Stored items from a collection
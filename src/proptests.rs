use super::*;

use proptest::prelude::*;
use std::collections::BTreeSet;

fn word() -> impl Strategy<Value = String> {
    "[a-z]{1,8}"
}

fn small_alphabet_word() -> impl Strategy<Value = String> {
    // A narrow alphabet makes shared prefixes and near misses common.
    "[abc]{1,6}"
}

fn word_set() -> impl Strategy<Value = Vec<String>> {
    prop::collection::vec(small_alphabet_word(), 0..40)
}

/// Walks `text` with repeated `step` calls, starting from the root.
fn walk<'t>(trie: &'t Trie, text: &str) -> Option<Step<'t>> {
    let mut node = None;
    let mut last = None;
    for c in text.chars() {
        let step = trie.step(node, c);
        last = Some(step);
        match step.node {
            Some(next) => node = Some(next),
            None => break,
        }
    }
    last
}

proptest! {
    #![proptest_config(ProptestConfig::with_cases(256))]

    #[test]
    fn inserted_words_and_their_prefixes_are_found(words in word_set()) {
        let trie = Trie::create(&words).unwrap();
        for w in &words {
            prop_assert!(trie.contains_word(w), "{w}");
            for end in 1..=w.len() {
                prop_assert!(trie.contains_prefix(&w[..end]), "{}", &w[..end]);
            }
        }
    }

    #[test]
    fn queries_agree_with_a_reference_set(words in word_set(), probes in prop::collection::vec(small_alphabet_word(), 0..40)) {
        let trie = Trie::create(&words).unwrap();
        let set: BTreeSet<&str> = words.iter().map(String::as_str).collect();
        for p in &probes {
            let is_prefix = set.iter().any(|w| w.starts_with(p.as_str()));
            prop_assert_eq!(trie.contains_prefix(p), is_prefix, "{}", p);
            prop_assert_eq!(trie.contains_word(p), set.contains(p.as_str()), "{}", p);
        }
        prop_assert_eq!(trie.len(), set.len());
        prop_assert_eq!(trie.words(), set.iter().map(|w| w.to_string()).collect::<Vec<_>>());
    }

    #[test]
    fn stepping_matches_whole_string_queries(words in word_set(), probe in small_alphabet_word()) {
        let trie = Trie::create(&words).unwrap();
        match walk(&trie, &probe) {
            Some(Step { node: Some(node), is_potential_prefix, completes_word }) => {
                prop_assert!(is_potential_prefix);
                prop_assert_eq!(node.reconstruct_word(), probe.clone());
                prop_assert_eq!(node.depth(), probe.len());
                prop_assert_eq!(completes_word, trie.contains_word(&probe));
                prop_assert_eq!(node.completes_word(), trie.contains_word(&probe));
                prop_assert_eq!(Some(node), trie.find(&probe));
            }
            Some(Step { node: None, is_potential_prefix, completes_word }) => {
                prop_assert!(!is_potential_prefix);
                prop_assert!(!completes_word);
                prop_assert!(!trie.contains_prefix(&probe));
            }
            None => unreachable!("probe is never empty"),
        }
    }

    #[test]
    fn duplicate_inserts_change_nothing(words in prop::collection::vec(word(), 1..20)) {
        let once = Trie::create(&words).unwrap();
        let twice = Trie::create(words.iter().chain(&words)).unwrap();
        prop_assert_eq!(once.node_count(), twice.node_count());
        prop_assert_eq!(once.words(), twice.words());
        for w in &words {
            prop_assert!(twice.contains_word(w));
        }
    }

    #[test]
    fn every_node_spells_its_path(words in word_set()) {
        let trie = Trie::create(&words).unwrap();
        let mut stack = vec![(trie.root(), String::new())];
        let mut seen = 0;
        while let Some((node, path)) = stack.pop() {
            seen += 1;
            prop_assert_eq!(node.reconstruct_word(), path.clone());
            prop_assert_eq!(node.completes_word(), trie.contains_word(&path));
            for (c, child) in node.children() {
                prop_assert_eq!(child.parent(), Some(node));
                prop_assert_eq!(child.symbol(), Some(c));
                let mut next = path.clone();
                next.push(c);
                stack.push((child, next));
            }
        }
        prop_assert_eq!(seen, trie.node_count());
    }

    #[test]
    fn strings_with_foreign_symbols_never_match(words in word_set(), probe in "[a-c]{0,3}[A-Z0-9 ][a-c]{0,3}") {
        let trie = Trie::create(&words).unwrap();
        prop_assert!(!trie.contains_prefix(&probe));
        prop_assert!(!trie.contains_word(&probe));
    }

    #[test]
    fn rejected_words_leave_no_trace(words in word_set(), bad in "[a-c]{0,4}[A-Z][a-c]{0,4}") {
        let mut builder = TrieBuilder::new();
        builder.extend(&words).unwrap();
        let nodes = builder.node_count();
        let is_invalid_symbol = matches!(builder.insert(&bad), Err(TrieError::InvalidSymbol { .. }));
        prop_assert!(is_invalid_symbol);
        prop_assert_eq!(builder.node_count(), nodes);
    }
}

What the task asks:
In the data above, find each line that has the word "seen" and copy it out.

Output for this exercise:
        let mut seen = 0;
            seen += 1;
        prop_assert_eq!(seen, trie.node_count());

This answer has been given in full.